§ **Your assignment**
Count every line of the data that includes "tree". State only the number.

§ **Material for the task**
▼

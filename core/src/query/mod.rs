//! Query state and the fluent builder over it.
//!
//! The pipeline: [`QueryBuilder`] records filters, ordering, projection and
//! pagination into a [`QueryState`]. A terminal verb resolves the model's
//! embeds, runs the wire serializer and header compiler, and returns a
//! [`Request`](crate::request::Request).

mod builder;
mod state;

pub use builder::QueryBuilder;
pub use state::{CountType, Method, Orderer, Page, QueryState, ReturnPreference};
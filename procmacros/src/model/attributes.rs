use syn::spanned::Spanned;
use syn::{Attribute, Expr, Lit, Meta, Path, Result, Token, parse::Parse};

fn string_value(nv: &syn::MetaNameValue, key: &str) -> Result<String> {
    if let Expr::Lit(lit) = &nv.value
        && let Lit::Str(str_lit) = &lit.lit
    {
        return Ok(str_lit.value());
    }
    Err(syn::Error::new(
        nv.span(),
        format!("Expected a string literal for '{key}'"),
    ))
}

/// Parses every `#[name(...)]` attribute on an item into one `T`, merged.
pub(crate) fn parse_all<T: Parse + Default + Merge>(attrs: &[Attribute], name: &str) -> Result<T> {
    let mut merged = T::default();
    for attr in attrs.iter().filter(|a| a.path().is_ident(name)) {
        merged.merge(attr.parse_args::<T>()?);
    }
    Ok(merged)
}

pub(crate) trait Merge {
    fn merge(&mut self, other: Self);
}

// =============================================================================
// #[table(...)]
// =============================================================================

#[derive(Default)]
pub(crate) struct TableAttributes {
    pub(crate) name: Option<String>,
}

impl Parse for TableAttributes {
    fn parse(input: syn::parse::ParseStream) -> Result<Self> {
        let mut attrs = TableAttributes::default();
        let metas = input.parse_terminated(Meta::parse, Token![,])?;

        for meta in metas {
            match meta {
                Meta::NameValue(nv) if nv.path.is_ident("name") => {
                    attrs.name = Some(string_value(&nv, "name")?);
                }
                _ => {
                    return Err(syn::Error::new(
                        meta.span(),
                        "Unrecognized table attribute.\n\
                         Supported attributes:\n\
                         - name: Resource name (e.g., #[table(name = \"users\")])",
                    ));
                }
            }
        }
        Ok(attrs)
    }
}

impl Merge for TableAttributes {
    fn merge(&mut self, other: Self) {
        self.name = other.name.or(self.name.take());
    }
}

// =============================================================================
// #[column(...)]
// =============================================================================

#[derive(Default)]
pub(crate) struct ColumnAttributes {
    pub(crate) name: Option<String>,
    pub(crate) primary_key: bool,
    pub(crate) skip: bool,
}

impl Parse for ColumnAttributes {
    fn parse(input: syn::parse::ParseStream) -> Result<Self> {
        let mut attrs = ColumnAttributes::default();
        let metas = input.parse_terminated(Meta::parse, Token![,])?;

        for meta in metas {
            match meta {
                Meta::NameValue(nv) if nv.path.is_ident("name") => {
                    attrs.name = Some(string_value(&nv, "name")?);
                }
                Meta::Path(path) if path.is_ident("primary_key") => attrs.primary_key = true,
                Meta::Path(path) if path.is_ident("skip") => attrs.skip = true,
                _ => {
                    return Err(syn::Error::new(
                        meta.span(),
                        "Unrecognized column attribute.\n\
                         Supported attributes:\n\
                         - name: Wire column name (e.g., #[column(name = \"full_name\")])\n\
                         - primary_key: Marks the primary key column\n\
                         - skip: Field is not a column",
                    ));
                }
            }
        }
        Ok(attrs)
    }
}

impl Merge for ColumnAttributes {
    fn merge(&mut self, other: Self) {
        self.name = other.name.or(self.name.take());
        self.primary_key |= other.primary_key;
        self.skip |= other.skip;
    }
}

// =============================================================================
// #[reference(...)]
// =============================================================================

#[derive(Default)]
pub(crate) struct ReferenceAttributes {
    pub(crate) model: Option<Path>,
    pub(crate) foreign_key: Option<String>,
    pub(crate) name: Option<String>,
    pub(crate) inner: bool,
    pub(crate) exclude: bool,
}

impl Parse for ReferenceAttributes {
    fn parse(input: syn::parse::ParseStream) -> Result<Self> {
        let mut attrs = ReferenceAttributes::default();
        let metas = input.parse_terminated(Meta::parse, Token![,])?;

        for meta in metas {
            match meta {
                Meta::NameValue(nv) if nv.path.is_ident("model") => {
                    let Expr::Path(path) = &nv.value else {
                        return Err(syn::Error::new(
                            nv.value.span(),
                            "Expected a model type path for 'model'",
                        ));
                    };
                    attrs.model = Some(path.path.clone());
                }
                Meta::NameValue(nv) if nv.path.is_ident("foreign_key") => {
                    attrs.foreign_key = Some(string_value(&nv, "foreign_key")?);
                }
                Meta::NameValue(nv) if nv.path.is_ident("name") => {
                    attrs.name = Some(string_value(&nv, "name")?);
                }
                Meta::Path(path) if path.is_ident("inner") => attrs.inner = true,
                Meta::Path(path) if path.is_ident("exclude") => attrs.exclude = true,
                _ => {
                    return Err(syn::Error::new(
                        meta.span(),
                        "Unrecognized reference attribute.\n\
                         Supported attributes:\n\
                         - model: Target model (e.g., #[reference(model = Post)])\n\
                         - foreign_key: Foreign key hint (e.g., foreign_key = \"author_id\")\n\
                         - name: Embed column name (defaults to the field name)\n\
                         - inner: Inner join, drops parents without a match\n\
                         - exclude: Not embedded in default projections",
                    ));
                }
            }
        }
        Ok(attrs)
    }
}

impl Merge for ReferenceAttributes {
    fn merge(&mut self, other: Self) {
        self.model = other.model.or(self.model.take());
        self.foreign_key = other.foreign_key.or(self.foreign_key.take());
        self.name = other.name.or(self.name.take());
        self.inner |= other.inner;
        self.exclude |= other.exclude;
    }
}
//! # catalog-sync
//!
//! Resumable synchronization of a curated, hierarchical product catalog into a
//! remote commerce service reachable only through a paginated, rate-limited
//! GraphQL API.
//!
//! A run has three phases:
//! - **Reset** - delete existing products, categories and product types
//! - **Taxonomy** - create (or reuse) the product type and the category tree
//! - **Import** - upsert every product by SKU with a bounded worker pool
//!
//! ## Quick Start
//!
//! ```no_run
//! use catalog_sync::{CatalogSync, Config, catalog, run_with_shutdown};
//!
//! #[tokio::main]
//! async fn main() -> Result<(), Box<dyn std::error::Error>> {
//!     let config = Config::from_env()?;
//!     let loaded = catalog::load(&config.catalog_path).await?;
//!
//!     let sync = CatalogSync::new(config).await?;
//!
//!     // Subscribe to events
//!     let mut events = sync.subscribe();
//!     tokio::spawn(async move {
//!         while let Ok(event) = events.recv().await {
//!             println!("Event: {:?}", event);
//!         }
//!     });
//!
//!     let report = run_with_shutdown(&sync, &loaded).await?;
//!     println!("imported {} products", report.import.imported);
//!     Ok(())
//! }
//! ```

#![warn(missing_docs)]
#![warn(clippy::all)]
#![warn(clippy::unwrap_used)]
#![warn(clippy::expect_used)]

/// Catalog document model
pub mod catalog;
/// Remote catalog client
pub mod client;
/// Configuration types
pub mod config;
/// Checkpoint persistence layer
pub mod db;
/// Error types
pub mod error;
/// Import worker pool
pub mod import;
/// Reset phase
pub mod reset;
/// Retry logic with linear backoff
pub mod retry;
/// Run orchestration
pub mod sync;
/// Category tree and product type
pub mod taxonomy;
/// Core types and events
pub mod types;

// Re-export commonly used types
pub use catalog::{CatalogConfig, CategoryNode, LoadedCatalog, Price, ProductRecord};
pub use client::{CatalogClient, EntityKind, HttpTransport, Operation, Transport};
pub use config::{ApiConfig, CheckpointConfig, Config, RetryConfig, RunConfig};
pub use db::Database;
pub use error::{DatabaseError, Error, RemoteErrorDetail, Result};
pub use sync::CatalogSync;
pub use taxonomy::{Taxonomy, TaxonomyMap};
pub use types::{ImportReport, ResetReport, RunStatus, SyncEvent, SyncPhase, SyncReport};

/// Run a sync with graceful signal handling.
///
/// A termination signal cancels the run's token: workers stop between items,
/// in-flight remote calls and backoff waits are abandoned, and the run returns
/// [`Error::Cancelled`].
///
/// - **Unix:** listens for SIGTERM and SIGINT, with fallbacks if signal registration fails.
/// - **Windows/other:** listens for Ctrl+C via `tokio::signal::ctrl_c()`.
pub async fn run_with_shutdown(sync: &CatalogSync, catalog: &LoadedCatalog) -> Result<SyncReport> {
    let token = sync.cancellation_token();
    let listener = tokio::spawn(async move {
        wait_for_signal().await;
        tracing::warn!("Shutdown requested, cancelling sync");
        token.cancel();
    });

    let result = sync.run(catalog).await;
    listener.abort();
    result
}

#[cfg(unix)]
async fn wait_for_signal() {
    use tokio::signal::unix::{SignalKind, signal};

    // Set up signal handlers - these may fail in restricted environments (containers, tests)
    let sigterm_result = signal(SignalKind::terminate());
    let sigint_result = signal(SignalKind::interrupt());

    match (sigterm_result, sigint_result) {
        (Ok(mut sigterm), Ok(mut sigint)) => {
            tokio::select! {
                _ = sigterm.recv() => {
                    tracing::info!("Received SIGTERM signal");
                }
                _ = sigint.recv() => {
                    tracing::info!("Received SIGINT signal (Ctrl+C)");
                }
            }
        }
        (Err(e), _) => {
            tracing::warn!(error = %e, "Could not register SIGTERM handler, waiting for SIGINT only");
            if let Ok(mut sigint) = signal(SignalKind::interrupt()) {
                sigint.recv().await;
                tracing::info!("Received SIGINT signal (Ctrl+C)");
            } else {
                tracing::error!("Could not register any signal handlers, using ctrl_c fallback");
                tokio::signal::ctrl_c().await.ok();
            }
        }
        (_, Err(e)) => {
            tracing::warn!(error = %e, "Could not register SIGINT handler, waiting for SIGTERM only");
            if let Ok(mut sigterm) = signal(SignalKind::terminate()) {
                sigterm.recv().await;
                tracing::info!("Received SIGTERM signal");
            } else {
                tracing::error!("Could not register any signal handlers, using ctrl_c fallback");
                tokio::signal::ctrl_c().await.ok();
            }
        }
    }
}

#[cfg(not(unix))]
async fn wait_for_signal() {
    match tokio::signal::ctrl_c().await {
        Ok(()) => {
            tracing::info!("Received Ctrl+C signal");
        }
        Err(e) => {
            tracing::error!(error = %e, "Failed to listen for Ctrl+C signal");
        }
    }
}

▲

§ **Result for this task**
2